- _Action item_: The following entries are to be retyped in full, exactly as written.
------ Input records ------
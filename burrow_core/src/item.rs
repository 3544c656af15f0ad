use crate::error::{BurrowError, Result};
use std::collections::HashMap;

/// One unit of work as held by a queue: an opaque identity plus the raw body
#[derive(Debug, Clone, PartialEq, Eq)]
pub struct QueueItem {
    /// Unique identifier, used to delete, release or reject the item
    pub id: String,

    /// The undecoded payload
    pub body: Vec<u8>,

    /// Priority (lower values are claimed first)
    pub priority: i64,

    /// When the item was created; UNIX timestamp in milliseconds
    pub created_at: i64,

    /// How many times a worker asked for the item to be put back
    pub release_count: u32,

    /// How many times the item was rejected and redelivered
    pub reject_count: u32,
}

impl QueueItem {
    pub fn new(id: impl ToString, body: impl Into<Vec<u8>>) -> Self {
        Self {
            id: id.to_string(),
            body: body.into(),
            priority: 0,
            created_at: crate::current_timestamp_ms(),
            release_count: 0,
            reject_count: 0,
        }
    }

    pub fn with_priority(mut self, priority: i64) -> Self {
        self.priority = priority;
        self
    }

    /// Convert a Redis hash into a structured queue item
    pub fn from_hash(hash: HashMap<String, Vec<u8>>) -> Result<Self> {
        let id = required_str(&hash, "id")?;
        let body = hash
            .get("body")
            .ok_or_else(|| BurrowError::InvalidItem("Missing body field".to_string()))?
            .clone();

        let priority = required_str(&hash, "priority")?
            .parse::<i64>()
            .map_err(|_| BurrowError::InvalidItem("Invalid priority".to_string()))?;

        let created_at = optional_str(&hash, "created_at")
            .and_then(|s| s.parse::<i64>().ok())
            .unwrap_or(0);
        let release_count = optional_str(&hash, "release_count")
            .and_then(|s| s.parse::<u32>().ok())
            .unwrap_or(0);
        let reject_count = optional_str(&hash, "reject_count")
            .and_then(|s| s.parse::<u32>().ok())
            .unwrap_or(0);

        Ok(Self {
            id,
            body,
            priority,
            created_at,
            release_count,
            reject_count,
        })
    }
}

fn optional_str(hash: &HashMap<String, Vec<u8>>, field: &str) -> Option<String> {
    hash.get(field)
        .and_then(|raw| std::str::from_utf8(raw).ok())
        .map(str::to_string)
}

fn required_str(hash: &HashMap<String, Vec<u8>>, field: &str) -> Result<String> {
    optional_str(hash, field)
        .ok_or_else(|| BurrowError::InvalidItem(format!("Missing {} field", field)))
}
------
- _Response area_:
filename burrow_core/src/item.rs
repository 3544c656af15f0ad
use crate::error::{BurrowError, Result};
use std::collections::HashMap;

/// One unit of work as held by a queue: an opaque identity plus the raw body
#[derive(Debug, Clone, PartialEq, Eq)]
pub struct QueueItem {
    /// Unique identifier, used to delete, release or reject the item
    pub id: String,

    /// The undecoded payload
    pub body: Vec<u8>,

    /// Priority (lower values are claimed first)
    pub priority: i64,

    /// When the item was created; UNIX timestamp in milliseconds
    pub created_at: i64,

    /// How many times a worker asked for the item to be put back
    pub release_count: u32,

    /// How many times the item was rejected and redelivered
    pub reject_count: u32,
}

impl QueueItem {
    pub fn new(id: impl ToString, body: impl Into<Vec<u8>>) -> Self {
        Self {
            id: id.to_string(),
            body: body.into(),
            priority: 0,
            created_at: crate::current_timestamp_ms(),
            release_count: 0,
            reject_count: 0,
        }
    }

    pub fn with_priority(mut self, priority: i64) -> Self {
        self.priority = priority;
        self
    }

    /// Convert a Redis hash into a structured queue item
    pub fn from_hash(hash: HashMap<String, Vec<u8>>) -> Result<Self> {
        let id = required_str(&hash, "id")?;
        let body = hash
            .get("body")
            .ok_or_else(|| BurrowError::InvalidItem("Missing body field".to_string()))?
            .clone();

        let priority = required_str(&hash, "priority")?
            .parse::<i64>()
            .map_err(|_| BurrowError::InvalidItem("Invalid priority".to_string()))?;

        let created_at = optional_str(&hash, "created_at")
            .and_then(|s| s.parse::<i64>().ok())
            .unwrap_or(0);
        let release_count = optional_str(&hash, "release_count")
            .and_then(|s| s.parse::<u32>().ok())
            .unwrap_or(0);
        let reject_count = optional_str(&hash, "reject_count")
            .and_then(|s| s.parse::<u32>().ok())
            .unwrap_or(0);

        Ok(Self {
            id,
            body,
            priority,
            created_at,
            release_count,
            reject_count,
        })
    }
}

fn optional_str(hash: &HashMap<String, Vec<u8>>, field: &str) -> Option<String> {
    hash.get(field)
        .and_then(|raw| std::str::from_utf8(raw).ok())
        .map(str::to_string)
}

fn required_str(hash: &HashMap<String, Vec<u8>>, field: &str) -> Result<String> {
    optional_str(hash, field)
        .ok_or_else(|| BurrowError::InvalidItem(format!("Missing {} field", field)))
}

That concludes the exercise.